14 August, 2017
How to Run After a Spinal Fusion
Spinal fusion is a surgical procedure that joins the vertebrae in your spine together. This procedure reduces pain caused by medical conditions that include degenerative disk disease, spinal stenosis, fracture or tumors. According to the American Academy of Orthopaedic Surgeons, vertebrae that do not move should not produce pain in the back. The procedure reduces flexibility in the back; however, most people are able to return to an active lifestyle after completing a recovery period under a physician's care.
Walk for a distance up to one mile on a flat surface four to six weeks after surgery. Consult your physician prior to walking for exercise to verify you are ready to begin an exercise program.
Maintain proper posture while walking, and move at a comfortable pace that does not put strain on the back. Stop walking if you feel pain or discomfort any time during the walk, and consult with your physician prior to continuing with the exercise program.
Increase your walking distance three months postsurgery based on your physician's recommendations. According to the University of Washington School of Medicine, you can include swimming, bike riding and light jogging on level ground to your exercise program if your physician gives you the all clear.
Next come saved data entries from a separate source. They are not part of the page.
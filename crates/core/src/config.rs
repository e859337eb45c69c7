//! Core runtime configuration.
//!
//! This module defines configuration that should be resolved once at process startup and then
//! passed into the storage services. Nothing below the binaries reads environment variables: the
//! binaries call [`StorageConfig::from_env`], and everything else receives a [`StorageConfig`].

use crate::constants::{
    BYTES_PER_MB, DEFAULT_MAX_FILE_MB, DEFAULT_RETENTION_DAYS, DEFAULT_STORAGE_ROOT,
    DEFAULT_SWEEP_INTERVAL_SECS, MAX_FILE_MB_ENV, MAX_FILE_MB_LIMIT, MAX_RETENTION_DAYS,
    PUBLIC_BASE_URL_ENV, RETENTION_DAYS_ENV, STORAGE_ROOT_ENV, SWEEP_INTERVAL_SECS_ENV,
};
use crate::{CoreError, CoreResult};
use facility_files::PathPolicy;
use std::path::{Path, PathBuf};
use std::str::FromStr;
use std::time::Duration;

/// Storage configuration resolved at startup.
#[derive(Clone, Debug, PartialEq, Eq)]
pub struct StorageConfig {
    storage_root: PathBuf,
    retention_days: u32,
    public_base_url: Option<String>,
    max_file_mb: u64,
    sweep_interval: Duration,
}

impl StorageConfig {
    /// Create a new `StorageConfig`.
    ///
    /// # Errors
    ///
    /// Returns [`CoreError::InvalidConfig`] if the storage root is empty, `retention_days` is
    /// outside `1..=MAX_RETENTION_DAYS`, `max_file_mb` is outside `1..=MAX_FILE_MB_LIMIT`, the
    /// sweep interval is shorter than a second, or the base URL is not `http(s)://`.
    pub fn new(
        storage_root: PathBuf,
        retention_days: u32,
        public_base_url: Option<String>,
        max_file_mb: u64,
        sweep_interval: Duration,
    ) -> CoreResult<Self> {
        if storage_root.as_os_str().is_empty() {
            return Err(CoreError::InvalidConfig("storage root cannot be empty".into()));
        }

        if !(1..=MAX_RETENTION_DAYS).contains(&retention_days) {
            return Err(CoreError::InvalidConfig(format!(
                "retention days must be between 1 and {}, got {}",
                MAX_RETENTION_DAYS, retention_days
            )));
        }

        if !(1..=MAX_FILE_MB_LIMIT).contains(&max_file_mb) {
            return Err(CoreError::InvalidConfig(format!(
                "max file size must be between 1 and {} MB, got {}",
                MAX_FILE_MB_LIMIT, max_file_mb
            )));
        }

        if sweep_interval < Duration::from_secs(1) {
            return Err(CoreError::InvalidConfig(
                "sweep interval must be at least one second".into(),
            ));
        }

        if let Some(url) = &public_base_url {
            let has_host = url
                .strip_prefix("https://")
                .or_else(|| url.strip_prefix("http://"))
                .is_some_and(|rest| !rest.trim_matches('/').is_empty());
            if !has_host {
                return Err(CoreError::InvalidConfig(format!(
                    "public base URL must be an absolute http(s) URL, got '{}'",
                    url
                )));
            }
        }

        Ok(Self {
            storage_root,
            retention_days,
            public_base_url,
            max_file_mb,
            sweep_interval,
        })
    }

    /// Resolve configuration from the process environment.
    ///
    /// Call this once, from a binary's `main`.
    pub fn from_env() -> CoreResult<Self> {
        Self::from_env_values(EnvValues::from_process_env())
    }

    /// Resolve configuration from raw environment values, applying defaults.
    ///
    /// Unset and blank values both fall back to the default.
    pub fn from_env_values(values: EnvValues) -> CoreResult<Self> {
        let storage_root = non_blank(values.storage_root)
            .map(PathBuf::from)
            .unwrap_or_else(|| PathBuf::from(DEFAULT_STORAGE_ROOT));

        let retention_days =
            parse_optional(RETENTION_DAYS_ENV, values.retention_days)?.unwrap_or(DEFAULT_RETENTION_DAYS);
        let max_file_mb =
            parse_optional(MAX_FILE_MB_ENV, values.max_file_mb)?.unwrap_or(DEFAULT_MAX_FILE_MB);
        let sweep_interval_secs = parse_optional(SWEEP_INTERVAL_SECS_ENV, values.sweep_interval_secs)?
            .unwrap_or(DEFAULT_SWEEP_INTERVAL_SECS);

        Self::new(
            storage_root,
            retention_days,
            non_blank(values.public_base_url),
            max_file_mb,
            Duration::from_secs(sweep_interval_secs),
        )
    }

    pub fn storage_root(&self) -> &Path {
        &self.storage_root
    }

    pub fn retention_days(&self) -> u32 {
        self.retention_days
    }

    pub fn public_base_url(&self) -> Option<&str> {
        self.public_base_url.as_deref()
    }

    pub fn max_file_mb(&self) -> u64 {
        self.max_file_mb
    }

    /// Maximum accepted upload size in bytes (`max_file_mb` MiB).
    pub fn max_upload_bytes(&self) -> u64 {
        self.max_file_mb * BYTES_PER_MB
    }

    pub fn sweep_interval(&self) -> Duration {
        self.sweep_interval
    }

    /// Path policy for this storage root and base URL.
    pub fn path_policy(&self) -> PathPolicy {
        PathPolicy::new(self.storage_root.clone(), self.public_base_url.clone())
    }
}

/// Raw, unparsed configuration values as found in the environment.
#[derive(Clone, Debug, Default)]
pub struct EnvValues {
    pub storage_root: Option<String>,
    pub retention_days: Option<String>,
    pub public_base_url: Option<String>,
    pub max_file_mb: Option<String>,
    pub sweep_interval_secs: Option<String>,
}

impl EnvValues {
    /// Reads every recognised variable from the process environment.
    pub fn from_process_env() -> Self {
        let var = |name: &str| std::env::var(name).ok();
        Self {
            storage_root: var(STORAGE_ROOT_ENV),
            retention_days: var(RETENTION_DAYS_ENV),
            public_base_url: var(PUBLIC_BASE_URL_ENV),
            max_file_mb: var(MAX_FILE_MB_ENV),
            sweep_interval_secs: var(SWEEP_INTERVAL_SECS_ENV),
        }
    }
}

fn non_blank(value: Option<String>) -> Option<String> {
    value
        .map(|v| v.trim().to_string())
        .filter(|v| !v.is_empty())
}

/// Parse an optional environment value. `None` or blank yields `Ok(None)`.
fn parse_optional<T: FromStr>(name: &str, value: Option<String>) -> CoreResult<Option<T>> {
    non_blank(value)
        .map(|v| {
            v.parse::<T>().map_err(|_| {
                CoreError::InvalidConfig(format!("{} must be a non-negative integer, got '{}'", name, v))
            })
        })
        .transpose()
}
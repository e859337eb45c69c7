//! Validated location types for stored uploads.
//!
//! Every upload is filed under a facility and a period (a visit date for photos, a month for
//! receipts). These values end up as directory names beneath the storage root, so they are
//! validated once, at the boundary, and carried around as newtypes afterwards. Code that holds a
//! [`FacilityId`], [`VisitDate`] or [`ReceiptMonth`] can join it onto a path without re-checking.
//!
//! ```text
//! <root>/photos/<FacilityId>/<VisitDate>/...
//! <root>/receipts/<FacilityId>/<ReceiptMonth>/...
//! ```

use chrono::NaiveDate;
use std::fmt;
use std::str::FromStr;

/// Maximum accepted length of a facility identifier.
pub const MAX_FACILITY_ID_LEN: usize = 64;

/// Errors produced when a location argument is malformed.
#[derive(Debug, Clone, PartialEq, Eq, thiserror::Error)]
pub enum LocationError {
    /// Facility identifier is empty, too long, or contains characters outside `[A-Za-z0-9_-]`
    #[error("invalid facility id '{0}'")]
    InvalidFacilityId(String),

    /// Visit date is not a real calendar date in `YYYY-MM-DD` form
    #[error("invalid date '{0}' (expected YYYY-MM-DD)")]
    InvalidDate(String),

    /// Receipt month is not in `YYYY-MM` form
    #[error("invalid month '{0}' (expected YYYY-MM)")]
    InvalidMonth(String),
}

/// Identifier of a facility, safe to use as a single path segment.
#[derive(Debug, Clone, PartialEq, Eq, Hash)]
pub struct FacilityId(String);

impl FacilityId {
    /// Parses a facility identifier.
    ///
    /// Only ASCII alphanumerics, `-` and `_` are accepted, so the result can never contain a
    /// separator, a `..` component or control characters.
    ///
    /// # Errors
    ///
    /// Returns [`LocationError::InvalidFacilityId`] if the input is empty, longer than
    /// [`MAX_FACILITY_ID_LEN`], or contains any other character.
    pub fn parse(input: &str) -> Result<Self, LocationError> {
        let ok = !input.is_empty()
            && input.len() <= MAX_FACILITY_ID_LEN
            && input
                .bytes()
                .all(|b| matches!(b, b'0'..=b'9' | b'a'..=b'z' | b'A'..=b'Z' | b'-' | b'_'));

        if !ok {
            return Err(LocationError::InvalidFacilityId(input.to_owned()));
        }
        Ok(Self(input.to_owned()))
    }

    pub fn as_str(&self) -> &str {
        &self.0
    }
}

/// A calendar date in `YYYY-MM-DD` form, used to group photos of one cleaning visit.
#[derive(Debug, Clone, Copy, PartialEq, Eq, Hash, PartialOrd, Ord)]
pub struct VisitDate(NaiveDate);

impl VisitDate {
    /// Parses a strict `YYYY-MM-DD` date.
    ///
    /// The shape is checked byte by byte before the calendar check, so inputs such as
    /// `2024-3-5` or `+2024-03-05` are rejected even though chrono would accept them.
    ///
    /// # Errors
    ///
    /// Returns [`LocationError::InvalidDate`] on a malformed or impossible date.
    pub fn parse(input: &str) -> Result<Self, LocationError> {
        let err = || LocationError::InvalidDate(input.to_owned());

        if !matches_digit_pattern(input, "dddd-dd-dd") {
            return Err(err());
        }
        NaiveDate::parse_from_str(input, "%Y-%m-%d")
            .map(Self)
            .map_err(|_| err())
    }

    /// Returns the month this date falls in.
    pub fn month(&self) -> ReceiptMonth {
        ReceiptMonth(self.0.format("%Y-%m").to_string())
    }
}

/// A month in `YYYY-MM` form, used to group receipts.
#[derive(Debug, Clone, PartialEq, Eq, Hash, PartialOrd, Ord)]
pub struct ReceiptMonth(String);

impl ReceiptMonth {
    /// Parses a strict `YYYY-MM` month.
    ///
    /// # Errors
    ///
    /// Returns [`LocationError::InvalidMonth`] if the shape is wrong or the month is not 01-12.
    pub fn parse(input: &str) -> Result<Self, LocationError> {
        let err = || LocationError::InvalidMonth(input.to_owned());

        if !matches_digit_pattern(input, "dddd-dd") {
            return Err(err());
        }
        let month: u32 = input[5..7].parse().map_err(|_| err())?;
        if !(1..=12).contains(&month) {
            return Err(err());
        }
        Ok(Self(input.to_owned()))
    }

    pub fn as_str(&self) -> &str {
        &self.0
    }
}

/// Checks `input` against a pattern where `d` is any ASCII digit and every other byte must
/// match literally.
fn matches_digit_pattern(input: &str, pattern: &str) -> bool {
    input.len() == pattern.len()
        && input
            .bytes()
            .zip(pattern.bytes())
            .all(|(b, p)| match p {
                b'd' => b.is_ascii_digit(),
                _ => b == p,
            })
}

impl fmt::Display for FacilityId {
    fn fmt(&self, f: &mut fmt::Formatter<'_>) -> fmt::Result {
        f.write_str(&self.0)
    }
}

impl fmt::Display for VisitDate {
    fn fmt(&self, f: &mut fmt::Formatter<'_>) -> fmt::Result {
        write!(f, "{}", self.0.format("%Y-%m-%d"))
    }
}

impl fmt::Display for ReceiptMonth {
    fn fmt(&self, f: &mut fmt::Formatter<'_>) -> fmt::Result {
        f.write_str(&self.0)
    }
}

impl AsRef<str> for FacilityId {
    fn as_ref(&self) -> &str {
        &self.0
    }
}

impl AsRef<str> for ReceiptMonth {
    fn as_ref(&self) -> &str {
        &self.0
    }
}

impl FromStr for FacilityId {
    type Err = LocationError;

    fn from_str(s: &str) -> Result<Self, Self::Err> {
        Self::parse(s)
    }
}

impl FromStr for VisitDate {
    type Err = LocationError;

    fn from_str(s: &str) -> Result<Self, Self::Err> {
        Self::parse(s)
    }
}

impl FromStr for ReceiptMonth {
    type Err = LocationError;

    fn from_str(s: &str) -> Result<Self, Self::Err> {
        Self::parse(s)
    }
}

/// Serde support: serialise as the canonical string, validate on the way back in.
macro_rules! string_serde {
    ($ty:ty) => {
        impl serde::Serialize for $ty {
            fn serialize<S>(&self, serializer: S) -> Result<S::Ok, S::Error>
            where
                S: serde::Serializer,
            {
                serializer.collect_str(self)
            }
        }

        impl<'de> serde::Deserialize<'de> for $ty {
            fn deserialize<D>(deserializer: D) -> Result<Self, D::Error>
            where
                D: serde::Deserializer<'de>,
            {
                let s = String::deserialize(deserializer)?;
                <$ty>::parse(&s).map_err(serde::de::Error::custom)
            }
        }
    };
}

string_serde!(FacilityId);
string_serde!(VisitDate);
string_serde!(ReceiptMonth);
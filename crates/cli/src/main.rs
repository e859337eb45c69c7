use clap::{Parser, Subcommand};
use facility_core::{StorageConfig, StorageService, UploadCategory, UploadRequest};
use facility_files::extension_of;
use std::path::PathBuf;

#[derive(Parser)]
#[command(name = "facility")]
#[command(about = "Facility cleaning record storage CLI")]
struct Cli {
    #[command(subcommand)]
    command: Option<Commands>,
}

#[derive(Subcommand)]
enum Commands {
    /// Store a local file as a photo or receipt
    Store {
        /// File to upload
        file: PathBuf,
        /// Upload category (photo or receipt)
        #[arg(long)]
        category: UploadCategory,
        /// Facility identifier
        #[arg(long)]
        facility: String,
        /// Visit date (YYYY-MM-DD) for photos, month (YYYY-MM) for receipts
        #[arg(long)]
        period: String,
        /// Declared MIME type (guessed from the extension if omitted)
        #[arg(long)]
        mime: Option<String>,
    },
    /// Run one retention sweep over the photos tree
    Sweep {
        /// Override RETENTION_DAYS for this run
        #[arg(long)]
        retention_days: Option<u32>,
    },
    /// Print the public URL of a stored file
    Url {
        /// Path of a file under the storage root
        path: PathBuf,
    },
    /// Print the resolved configuration
    Config,
}

fn main() -> Result<(), Box<dyn std::error::Error>> {
    dotenvy::dotenv().ok();

    tracing_subscriber::fmt()
        .with_env_filter(
            tracing_subscriber::EnvFilter::from_default_env()
                .add_directive("facility_files=info".parse()?)
                .add_directive("facility_core=info".parse()?),
        )
        .with_writer(std::io::stderr)
        .init();

    let cli = Cli::parse();
    let config = StorageConfig::from_env()?;

    match cli.command {
        Some(Commands::Store {
            file,
            category,
            facility,
            period,
            mime,
        }) => {
            let service = StorageService::new(config);
            let original_name = file
                .file_name()
                .and_then(|n| n.to_str())
                .unwrap_or_default()
                .to_string();
            let mime_type = mime.unwrap_or_else(|| guess_mime(&original_name).to_string());

            let size = std::fs::metadata(&file)?.len();
            if let Err(e) = service.check_upload_size(size) {
                eprintln!("Error storing file: {}", e.user_message());
                return Err(e.into());
            }
            let bytes = std::fs::read(&file)?;

            match service.store_upload(&UploadRequest {
                bytes: &bytes,
                original_name: &original_name,
                mime_type: &mime_type,
                category,
                facility_id: &facility,
                period: &period,
            }) {
                Ok(stored) => println!("{}", serde_json::to_string_pretty(&stored)?),
                Err(e) => {
                    eprintln!("Error storing file: {}", e.user_message());
                    return Err(e.into());
                }
            }
        }
        Some(Commands::Sweep { retention_days }) => {
            let config = match retention_days {
                Some(days) => StorageConfig::new(
                    config.storage_root().to_path_buf(),
                    days,
                    config.public_base_url().map(str::to_owned),
                    config.max_file_mb(),
                    config.sweep_interval(),
                )?,
                None => config,
            };
            let report = StorageService::new(config).sweep_now();
            println!("{}", serde_json::to_string_pretty(&report)?);
        }
        Some(Commands::Url { path }) => {
            let service = StorageService::new(config);
            println!("{}", service.public_url(&path)?);
        }
        Some(Commands::Config) => {
            println!("STORAGE_ROOT={}", config.storage_root().display());
            println!("RETENTION_DAYS={}", config.retention_days());
            println!(
                "PUBLIC_BASE_URL={}",
                config.public_base_url().unwrap_or("(unset, URLs are root-relative)")
            );
            println!("MAX_FILE_MB={}", config.max_file_mb());
            println!("SWEEP_INTERVAL_SECS={}", config.sweep_interval().as_secs());
        }
        None => {
            println!("Use 'facility --help' for commands");
        }
    }

    Ok(())
}

/// Best-effort MIME type from a filename's extension.
fn guess_mime(filename: &str) -> &'static str {
    match extension_of(filename).as_deref() {
        Some("jpg" | "jpeg") => "image/jpeg",
        Some("png") => "image/png",
        Some("webp") => "image/webp",
        Some("pdf") => "application/pdf",
        _ => "application/octet-stream",
    }
}
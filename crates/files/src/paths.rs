//! Storage directory layout and public URL derivation.
//!
//! This module contains **no I/O logic**, only path construction. Location arguments arrive
//! already validated as [`FacilityId`], [`VisitDate`] and [`ReceiptMonth`], so joining them
//! cannot step outside the storage root.

use crate::category::UploadCategory;
use crate::{FilesError, FilesResult};
use facility_types::{FacilityId, ReceiptMonth, VisitDate};
use std::path::{Component, Path, PathBuf};

/// Maps facility/period pairs to directories under the storage root.
#[derive(Debug, Clone, PartialEq, Eq)]
pub struct PathPolicy {
    storage_root: PathBuf,
    public_base_url: Option<String>,
}

impl PathPolicy {
    /// Creates a policy rooted at `storage_root`.
    ///
    /// When `public_base_url` is `None`, URLs are root-relative (`/photos/...`). A trailing `/` on
    /// the base URL is ignored.
    pub fn new(storage_root: impl Into<PathBuf>, public_base_url: Option<String>) -> Self {
        Self {
            storage_root: storage_root.into(),
            public_base_url: public_base_url.map(|url| url.trim_end_matches('/').to_owned()),
        }
    }

    pub fn storage_root(&self) -> &Path {
        &self.storage_root
    }

    pub fn public_base_url(&self) -> Option<&str> {
        self.public_base_url.as_deref()
    }

    /// Root of a category's subtree, e.g. `<root>/photos`.
    pub fn category_root(&self, category: UploadCategory) -> PathBuf {
        self.storage_root.join(category.dir_name())
    }

    pub fn photos_root(&self) -> PathBuf {
        self.category_root(UploadCategory::Photo)
    }

    pub fn receipts_root(&self) -> PathBuf {
        self.category_root(UploadCategory::Receipt)
    }

    /// `<root>/photos/<facility>/<YYYY-MM-DD>`
    pub fn photo_dir(&self, facility: &FacilityId, date: &VisitDate) -> PathBuf {
        self.photos_root()
            .join(facility.as_str())
            .join(date.to_string())
    }

    /// `<root>/receipts/<facility>/<YYYY-MM>`
    pub fn receipt_dir(&self, facility: &FacilityId, month: &ReceiptMonth) -> PathBuf {
        self.receipts_root()
            .join(facility.as_str())
            .join(month.as_str())
    }

    /// Derives the public URL of a stored file.
    ///
    /// The path is made relative to the storage root and its segments are joined with `/`,
    /// then either appended to the configured base URL or prefixed with `/`.
    ///
    /// # Errors
    ///
    /// Returns [`FilesError::InvalidPath`] if `path` is not strictly inside the storage root, or
    /// if a segment is `..`, `.` or not valid UTF-8.
    pub fn public_url_from(&self, path: &Path) -> FilesResult<String> {
        let relative = path.strip_prefix(&self.storage_root).map_err(|_| {
            FilesError::InvalidPath(format!(
                "{} is not inside storage root {}",
                path.display(),
                self.storage_root.display()
            ))
        })?;

        let mut segments = Vec::new();
        for component in relative.components() {
            match component {
                Component::Normal(segment) => {
                    let segment = segment.to_str().ok_or_else(|| {
                        FilesError::InvalidPath(format!(
                            "{} contains a non UTF-8 segment",
                            path.display()
                        ))
                    })?;
                    segments.push(segment);
                }
                _ => {
                    return Err(FilesError::InvalidPath(format!(
                        "{} contains a non-normal segment",
                        path.display()
                    )))
                }
            }
        }

        if segments.is_empty() {
            return Err(FilesError::InvalidPath(format!(
                "{} is the storage root itself",
                path.display()
            )));
        }

        let relative_url = segments.join("/");
        Ok(match &self.public_base_url {
            Some(base) => format!("{}/{}", base, relative_url),
            None => format!("/{}", relative_url),
        })
    }
}
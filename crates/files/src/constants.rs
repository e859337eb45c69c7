//! Directory names and sizes shared across the storage modules.

/// Directory under the storage root that holds photo uploads.
pub const PHOTOS_DIR_NAME: &str = "photos";

/// Directory under the storage root that holds receipt uploads.
pub const RECEIPTS_DIR_NAME: &str = "receipts";

/// Number of random bytes in a generated filename (hex-encoded, so twice as many characters).
pub const RANDOM_SUFFIX_BYTES: usize = 16;

/// Longest extension carried over from an original filename.
pub(crate) const MAX_EXTENSION_LEN: usize = 16;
Return to full exercise activity approximately six months postsurgery, after physician approval.
Walk for a minimum of five minutes to warm up the body muscles before running. Ask your physician for recommended stretches for the back and legs and complete these prior to running.
Run slowly on level ground for 20 to 30 minutes. Stop running or slow your pace if you experience pain or discomfort. Do not attempt hills as this puts strain on the back. Contact your physician if you experience pain that does not go away with rest.
Increase your running distance as the body strengthens and heals. According to Sportsmed.org, increase the distance no more than 10 percent each week to prevent injury to your back and to give the body time to recover and respond to the increase in duration.